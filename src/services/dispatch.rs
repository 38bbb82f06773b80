// SPDX-License-Identifier: MIT
// Copyright 2026 Roland Dreier <roland@rolandd.dev>

//! Push fan-out: recipient normalization, chunked dispatch, ticket
//! interpretation, and invalid-token collection.
//!
//! Expo accepts at most 100 messages per request, so recipients are
//! partitioned by count (never by payload size). One chunk's failure
//! never aborts the rest of the batch; provider-side errors are logged
//! and reflected in the per-chunk results, never thrown.

use crate::services::expo::{ExpoClient, PushEnvelope, PushMessage, TicketStatus};
use crate::services::reclaim::TokenReclaimer;
use std::collections::HashSet;

/// Expo's per-request message limit.
pub const CHUNK_SIZE: usize = 100;

const DEFAULT_SOUND: &str = "default";
const DEFAULT_CHANNEL: &str = "default";

/// A notification to fan out. Ephemeral, never persisted.
#[derive(Debug, Clone)]
pub struct PushRequest {
    pub to: Vec<String>,
    pub title: String,
    pub body: String,
    pub data: Option<serde_json::Value>,
    pub sound: Option<String>,
}

/// Outcome of one provider request.
#[derive(Debug)]
pub struct ChunkResult {
    pub chunk_size: usize,
    /// HTTP status, or 0 when the request never got a response.
    pub http_status: u16,
    pub ok: bool,
    pub response: ProviderResponse,
}

/// The provider's response body. Parse failure is a first-class outcome
/// carrying the raw body, not an error.
#[derive(Debug)]
pub enum ProviderResponse {
    Parsed(PushEnvelope),
    Unparsed(String),
}

/// Chunked push dispatcher.
#[derive(Clone)]
pub struct PushDispatcher {
    expo: ExpoClient,
    reclaimer: TokenReclaimer,
}

impl PushDispatcher {
    pub fn new(expo: ExpoClient, reclaimer: TokenReclaimer) -> Self {
        Self { expo, reclaimer }
    }

    /// Send a notification to every recipient in the request.
    ///
    /// Returns one `ChunkResult` per provider request, in chunk order.
    /// Never fails on provider-side errors; tokens the provider flags as
    /// permanently dead are handed to the reclaimer afterwards, with the
    /// reclaimer's own errors caught and logged rather than propagated.
    pub async fn dispatch(&self, request: &PushRequest) -> Vec<ChunkResult> {
        let tokens = normalize_recipients(&request.to);
        if tokens.is_empty() {
            tracing::debug!("No push recipients after normalization, skipping dispatch");
            return Vec::new();
        }

        let sound = request.sound.as_deref().unwrap_or(DEFAULT_SOUND);
        let mut results = Vec::with_capacity(tokens.len().div_ceil(CHUNK_SIZE));
        let mut invalid_tokens: HashSet<String> = HashSet::new();

        for (index, chunk) in tokens.chunks(CHUNK_SIZE).enumerate() {
            let messages: Vec<PushMessage> = chunk
                .iter()
                .map(|token| PushMessage {
                    to: token,
                    title: &request.title,
                    body: &request.body,
                    data: request.data.as_ref(),
                    sound,
                    channel_id: DEFAULT_CHANNEL,
                })
                .collect();

            let result = match self.expo.send_chunk(&messages).await {
                Ok((status, body)) => {
                    let ok = (200..300).contains(&status);
                    if !ok {
                        tracing::error!(
                            chunk = index,
                            status,
                            "Push provider returned non-success status"
                        );
                    }

                    match serde_json::from_str::<PushEnvelope>(&body) {
                        Ok(envelope) => {
                            if let Some(errors) = &envelope.errors {
                                for error in errors {
                                    tracing::error!(
                                        chunk = index,
                                        code = error.code.as_deref().unwrap_or("unknown"),
                                        message = error.message.as_deref().unwrap_or(""),
                                        "Push provider reported batch-level error"
                                    );
                                }
                            }
                            invalid_tokens.extend(collect_invalid_tokens(chunk, &envelope));

                            ChunkResult {
                                chunk_size: chunk.len(),
                                http_status: status,
                                ok,
                                response: ProviderResponse::Parsed(envelope),
                            }
                        }
                        Err(e) => {
                            tracing::warn!(
                                chunk = index,
                                error = %e,
                                "Unparseable push provider response body"
                            );
                            ChunkResult {
                                chunk_size: chunk.len(),
                                http_status: status,
                                ok,
                                response: ProviderResponse::Unparsed(body),
                            }
                        }
                    }
                }
                Err(e) => {
                    tracing::error!(
                        chunk = index,
                        size = chunk.len(),
                        error = %e,
                        "Push chunk transport failure, continuing with remaining chunks"
                    );
                    ChunkResult {
                        chunk_size: chunk.len(),
                        http_status: 0,
                        ok: false,
                        response: ProviderResponse::Unparsed(String::new()),
                    }
                }
            };

            results.push(result);
        }

        if !invalid_tokens.is_empty() {
            tracing::info!(
                count = invalid_tokens.len(),
                "Reclaiming permanently invalid push tokens"
            );
            // Post-dispatch cleanup with its own error boundary: a failed
            // reclamation never turns into a dispatch failure.
            if let Err(e) = self.reclaimer.reclaim(&invalid_tokens).await {
                tracing::error!(error = %e, "Token reclamation failed");
            }
        }

        results
    }
}

/// Drop empty entries and deduplicate, preserving first-seen order.
pub fn normalize_recipients(raw: &[String]) -> Vec<String> {
    let mut seen = HashSet::new();
    raw.iter()
        .filter(|token| !token.trim().is_empty())
        .filter(|token| seen.insert(token.as_str()))
        .cloned()
        .collect()
}

/// Collect tokens whose tickets carry a permanent-invalidity error.
///
/// Ticket `i` corresponds to chunk token `i`; the alignment is strictly
/// positional. A ticket count mismatch is a protocol violation and voids
/// classification for the whole chunk.
pub fn collect_invalid_tokens(chunk: &[String], envelope: &PushEnvelope) -> Vec<String> {
    let Some(tickets) = &envelope.data else {
        return Vec::new();
    };

    if tickets.len() != chunk.len() {
        tracing::warn!(
            tickets = tickets.len(),
            tokens = chunk.len(),
            "Ticket count does not match chunk size, skipping classification"
        );
        return Vec::new();
    }

    let mut invalid = Vec::new();
    for (token, ticket) in chunk.iter().zip(tickets) {
        if ticket.is_permanent_failure() {
            tracing::info!(
                code = ticket.error_code().unwrap_or("unknown"),
                "Push token permanently undeliverable"
            );
            invalid.push(token.clone());
        } else if ticket.status == TicketStatus::Error {
            tracing::warn!(
                code = ticket.error_code().unwrap_or("unknown"),
                message = ticket.message.as_deref().unwrap_or(""),
                "Transient push delivery failure"
            );
        }
    }
    invalid
}
// SPDX-License-Identifier: MIT
// Copyright 2026 Roland Dreier <roland@rolandd.dev>

//! Admin test endpoint for sending a push notification directly.
//!
//! Delivery failures are not surfaced as HTTP errors; the response is a
//! per-chunk summary and the endpoint answers 200 as long as the request
//! itself was well-formed.

use crate::error::AppError;
use crate::services::dispatch::PushRequest;
use crate::AppState;
use axum::{
    extract::{Json, State},
    http::StatusCode,
    routing::post,
    Router,
};
use serde::Serialize;
use std::sync::Arc;

/// Send routes.
pub fn routes() -> Router<Arc<AppState>> {
    Router::new().route("/send", post(send_push).options(preflight))
}

/// Bare OPTIONS request. Real browser preflights carry
/// Access-Control-Request-Method and are answered by the CORS layer
/// before routing.
async fn preflight() -> StatusCode {
    StatusCode::NO_CONTENT
}

/// Per-chunk entry in the response summary.
#[derive(Serialize)]
struct ChunkSummary {
    size: usize,
    status: u16,
    ok: bool,
}

#[derive(Serialize)]
struct SendResponse {
    recipients: usize,
    chunks: Vec<ChunkSummary>,
}

/// Handle a manual send request (POST).
///
/// Body: `{to: string|[string], title, body, data?, sound?}`. Missing
/// `to`/`title`/`body` is a 400; the request is parsed by hand so the
/// error message can name the offending field.
async fn send_push(
    State(state): State<Arc<AppState>>,
    Json(payload): Json<serde_json::Value>,
) -> Result<Json<SendResponse>, AppError> {
    let to = parse_recipients(&payload)?;
    let title = require_string(&payload, "title")?;
    let body = require_string(&payload, "body")?;

    let request = PushRequest {
        to,
        title,
        body,
        data: payload.get("data").cloned(),
        sound: payload
            .get("sound")
            .and_then(|v| v.as_str())
            .map(String::from),
    };

    let recipients = request.to.len();
    let results = state.dispatcher.dispatch(&request).await;

    tracing::info!(
        recipients,
        chunks = results.len(),
        "Manual push dispatch complete"
    );

    Ok(Json(SendResponse {
        recipients,
        chunks: results
            .iter()
            .map(|r| ChunkSummary {
                size: r.chunk_size,
                status: r.http_status,
                ok: r.ok,
            })
            .collect(),
    }))
}

/// `to` may be a single address or a list of addresses.
fn parse_recipients(payload: &serde_json::Value) -> Result<Vec<String>, AppError> {
    match payload.get("to") {
        Some(serde_json::Value::String(s)) => Ok(vec![s.clone()]),
        Some(serde_json::Value::Array(items)) => Ok(items
            .iter()
            .filter_map(|v| v.as_str())
            .map(String::from)
            .collect()),
        Some(_) => Err(AppError::BadRequest(
            "'to' must be a string or a list of strings".to_string(),
        )),
        None => Err(AppError::BadRequest("Missing field 'to'".to_string())),
    }
}

fn require_string(payload: &serde_json::Value, field: &str) -> Result<String, AppError> {
    payload
        .get(field)
        .and_then(|v| v.as_str())
        .filter(|s| !s.is_empty())
        .map(String::from)
        .ok_or_else(|| AppError::BadRequest(format!("Missing field '{}'", field)))
}
// SPDX-License-Identifier: MIT
// Copyright 2026 Roland Dreier <roland@rolandd.dev>

//! Application error types with consistent API responses.

use axum::{
    http::StatusCode,
    response::{IntoResponse, Response},
    Json,
};
use serde::Serialize;

/// Application error type that converts to HTTP responses.
#[derive(Debug, thiserror::Error)]
pub enum AppError {
    #[error("Invalid request: {0}")]
    BadRequest(String),

    #[error("Push provider error: {0}")]
    Provider(String),

    #[error("Database error: {0}")]
    Database(String),

    #[error("Internal server error: {0}")]
    Internal(#[from] anyhow::Error),
}

/// JSON error response body
#[derive(Serialize)]
struct ErrorResponse {
    error: String,
    #[serde(skip_serializing_if = "Option::is_none")]
    details: Option<String>,
}

impl IntoResponse for AppError {
    fn into_response(self) -> Response {
        let (status, error, details) = match &self {
            AppError::BadRequest(msg) => {
                (StatusCode::BAD_REQUEST, "bad_request", Some(msg.clone()))
            }
            AppError::Provider(msg) => {
                (StatusCode::BAD_GATEWAY, "provider_error", Some(msg.clone()))
            }
            AppError::Database(msg) => {
                tracing::error!(error = %msg, "Database error");
                (StatusCode::INTERNAL_SERVER_ERROR, "database_error", None)
            }
            AppError::Internal(err) => {
                tracing::error!(error = %err, "Internal server error");
                (StatusCode::INTERNAL_SERVER_ERROR, "internal_error", None)
            }
        };

        let body = ErrorResponse {
            error: error.to_string(),
            details,
        };

        (status, Json(body)).into_response()
    }
}

/// Result type alias for handlers
pub type Result<T> = std::result::Result<T, AppError>;
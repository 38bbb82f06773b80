// SPDX-License-Identifier: MIT
// Copyright 2026 Roland Dreier <roland@rolandd.dev>

//! Document models stored in Firestore.

pub mod post;
pub mod ride;
pub mod user;

pub use post::BoardPost;
pub use ride::{CountSource, Participant, Ride, RideStatus};
pub use user::{User, UserRole};
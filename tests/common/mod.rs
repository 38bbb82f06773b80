// SPDX-License-Identifier: MIT
// Copyright 2026 Roland Dreier <roland@rolandd.dev>

use ride_notify::config::Config;
use ride_notify::db::FirestoreDb;
use ride_notify::routes::create_router;
use ride_notify::services::{
    EventHandlers, ExpoClient, ParticipantCounter, PushDispatcher, RecipientDirectory,
    TokenReclaimer,
};
use ride_notify::AppState;
use std::sync::Arc;

/// Check if emulator is available via environment variable.
#[allow(dead_code)]
pub fn emulator_available() -> bool {
    std::env::var("FIRESTORE_EMULATOR_HOST").is_ok()
}

/// Skip test with message if emulator not available.
#[macro_export]
macro_rules! require_emulator {
    () => {
        if !crate::common::emulator_available() {
            eprintln!("⚠️  Skipping: FIRESTORE_EMULATOR_HOST not set");
            return;
        }
    };
}

/// Create a test database connection.
#[allow(dead_code)]
pub async fn test_db() -> FirestoreDb {
    FirestoreDb::new("test-project")
        .await
        .expect("Failed to connect to Firestore emulator")
}

/// Create a mock database connection (offline).
#[allow(dead_code)]
pub fn test_db_offline() -> FirestoreDb {
    FirestoreDb::new_mock()
}

/// Write a document directly, bypassing the typed operations. The service
/// never creates ride or user documents itself (the mobile app does), so
/// emulator tests seed them here.
#[allow(dead_code)]
pub async fn seed_document<T>(db: &FirestoreDb, collection: &str, id: &str, doc: &T)
where
    T: serde::Serialize + serde::de::DeserializeOwned + Send + Sync,
{
    let _: () = db
        .client()
        .expect("emulator client")
        .fluent()
        .update()
        .in_col(collection)
        .document_id(id)
        .object(doc)
        .execute()
        .await
        .expect("seed write failed");
}

/// Create a test app with offline mock dependencies.
/// Returns the router and the shared state.
#[allow(dead_code)]
pub fn create_test_app() -> (axum::Router, Arc<AppState>) {
    let config = Config::test_default();
    let db = test_db_offline();

    let expo = ExpoClient::new(None).expect("Failed to build push client");
    let reclaimer = TokenReclaimer::new(db.clone());
    let dispatcher = PushDispatcher::new(expo, reclaimer);

    let recipients = RecipientDirectory::new(db.clone());
    let counter = ParticipantCounter::new(db.clone());
    let handlers = EventHandlers::new(recipients, dispatcher.clone(), counter);

    let state = Arc::new(AppState {
        config,
        db,
        dispatcher,
        handlers,
    });

    (create_router(state.clone()), state)
}
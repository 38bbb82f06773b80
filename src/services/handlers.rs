// SPDX-License-Identifier: MIT
// Copyright 2026 Roland Dreier <roland@rolandd.dev>

//! Event handlers: thin orchestration from document change events to
//! recipient selection, push dispatch, and counter maintenance.
//!
//! A failed notification or counter update must never prevent the
//! underlying data mutation (which already committed), so each sub-step
//! has its own error boundary and failures are logged, not re-thrown.

use crate::error::AppError;
use crate::models::{BoardPost, Ride, User, UserRole};
use crate::services::counter::ParticipantCounter;
use crate::services::dispatch::{ChunkResult, PushDispatcher, PushRequest};
use crate::services::recipients::{Audience, NotificationCategory, RecipientDirectory};

/// Composes the core components into end-to-end event reactions.
#[derive(Clone)]
pub struct EventHandlers {
    recipients: RecipientDirectory,
    dispatcher: PushDispatcher,
    counter: ParticipantCounter,
}

impl EventHandlers {
    pub fn new(
        recipients: RecipientDirectory,
        dispatcher: PushDispatcher,
        counter: ParticipantCounter,
    ) -> Self {
        Self {
            recipients,
            dispatcher,
            counter,
        }
    }

    /// Ride created: initialize the split counters and announce the ride.
    pub async fn on_ride_created(&self, ride_id: &str, ride: &Ride) -> Result<(), AppError> {
        // Counter init first: yields self = 0, total = len(manualParticipants)
        if let Err(e) = self.counter.refresh_for_manual_change(ride_id).await {
            tracing::error!(ride_id, error = %e, "Failed to initialize ride counters");
        }

        let body = ride
            .title
            .clone()
            .unwrap_or_else(|| "A new ride has been posted.".to_string());

        self.notify(
            Audience::Approved,
            Some(NotificationCategory::NewRides),
            "New ride posted",
            &body,
            serde_json::json!({ "type": "rideCreated", "rideId": ride_id }),
        )
        .await;

        Ok(())
    }

    /// Ride updated: announce a transition into cancelled, and refresh the
    /// total when the manual roster size changed.
    pub async fn on_ride_updated(
        &self,
        ride_id: &str,
        before: &Ride,
        after: &Ride,
    ) -> Result<(), AppError> {
        if became_cancelled(before, after) {
            let title = after
                .title
                .clone()
                .unwrap_or_else(|| "A ride".to_string());

            self.notify(
                Audience::Approved,
                Some(NotificationCategory::RideChanges),
                "Ride cancelled",
                &format!("\"{}\" has been cancelled.", title),
                serde_json::json!({ "type": "rideCancelled", "rideId": ride_id }),
            )
            .await;
        }

        if before.manual_participants.len() != after.manual_participants.len() {
            if let Err(e) = self.counter.refresh_for_manual_change(ride_id).await {
                tracing::error!(ride_id, error = %e, "Failed to refresh total for manual roster change");
            }
        }

        Ok(())
    }

    /// Participant document written: apply the membership delta, then run
    /// the self-healing reconciliation regardless of the delta.
    pub async fn on_participant_written(
        &self,
        ride_id: &str,
        existed_before: bool,
        exists_after: bool,
    ) -> Result<(), AppError> {
        match (existed_before, exists_after) {
            (false, true) => {
                if let Err(e) = self.counter.apply_delta(ride_id, 1).await {
                    tracing::error!(ride_id, error = %e, "Failed to apply join delta");
                }
            }
            (true, false) => {
                if let Err(e) = self.counter.apply_delta(ride_id, -1).await {
                    tracing::error!(ride_id, error = %e, "Failed to apply leave delta");
                }
            }
            // In-place update: membership unchanged, no delta
            _ => {}
        }

        if let Err(e) = self.counter.reconcile(ride_id).await {
            tracing::error!(ride_id, error = %e, "Failed to reconcile participant counters");
        }

        Ok(())
    }

    /// User created: tell the owners a new user awaits approval.
    pub async fn on_user_created(&self, user: &User) -> Result<(), AppError> {
        if !should_announce_new_user(user) {
            tracing::debug!("New user does not need an approval notice, skipping");
            return Ok(());
        }

        let name = user
            .display_name
            .clone()
            .unwrap_or_else(|| "A new user".to_string());

        self.notify(
            Audience::Owners,
            None,
            "New user awaiting approval",
            &format!("{} is waiting for approval.", name),
            serde_json::json!({ "type": "userAwaitingApproval" }),
        )
        .await;

        Ok(())
    }

    /// Board post created: announce it to the approved audience.
    pub async fn on_board_post_created(&self, post: &BoardPost) -> Result<(), AppError> {
        let title = post
            .title
            .clone()
            .unwrap_or_else(|| "New post".to_string());
        let body = match &post.author_name {
            Some(author) => format!("\"{}\" by {}", title, author),
            None => format!("\"{}\"", title),
        };

        self.notify(
            Audience::Approved,
            Some(NotificationCategory::BoardPosts),
            "New board post",
            &body,
            serde_json::json!({ "type": "boardPostCreated" }),
        )
        .await;

        Ok(())
    }

    /// Select recipients and dispatch, logging chunk-level outcomes.
    /// Selection failure is logged here, never propagated.
    async fn notify(
        &self,
        audience: Audience,
        category: Option<NotificationCategory>,
        title: &str,
        body: &str,
        data: serde_json::Value,
    ) {
        let selection = match self.recipients.select_recipients(audience, category).await {
            Ok(s) => s,
            Err(e) => {
                tracing::error!(error = %e, "Recipient selection failed, dropping notification");
                return;
            }
        };

        let request = PushRequest {
            to: selection.tokens,
            title: title.to_string(),
            body: body.to_string(),
            data: Some(data),
            sound: None,
        };

        let results = self.dispatcher.dispatch(&request).await;
        log_chunk_outcomes(title, selection.considered_users, &results);
    }
}

/// Did the ride transition *into* cancelled? Cancelled-to-cancelled and
/// any transition not landing on cancelled are no-ops.
pub fn became_cancelled(before: &Ride, after: &Ride) -> bool {
    !before.is_cancelled() && after.is_cancelled()
}

/// Does a freshly-created user need an "awaiting approval" notice?
/// Disabled and already-approved users don't; neither do owners/admins
/// about themselves.
pub fn should_announce_new_user(user: &User) -> bool {
    if user.is_disabled() || user.is_approved() {
        return false;
    }
    !matches!(user.role, Some(UserRole::Owner) | Some(UserRole::Admin))
}

fn log_chunk_outcomes(event: &str, considered_users: usize, results: &[ChunkResult]) {
    let failed = results.iter().filter(|r| !r.ok).count();
    tracing::info!(
        event,
        considered_users,
        chunks = results.len(),
        failed_chunks = failed,
        "Push dispatch complete"
    );
}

══════════════════════════════

▸ Task objective
Whenever a line of the material holds the word "bool", copy it out.

▸ Response box
    pub ok: bool,
    ok: bool,
pub fn emulator_available() -> bool {
        existed_before: bool,
        exists_after: bool,
pub fn became_cancelled(before: &Ride, after: &Ride) -> bool {
pub fn should_announce_new_user(user: &User) -> bool {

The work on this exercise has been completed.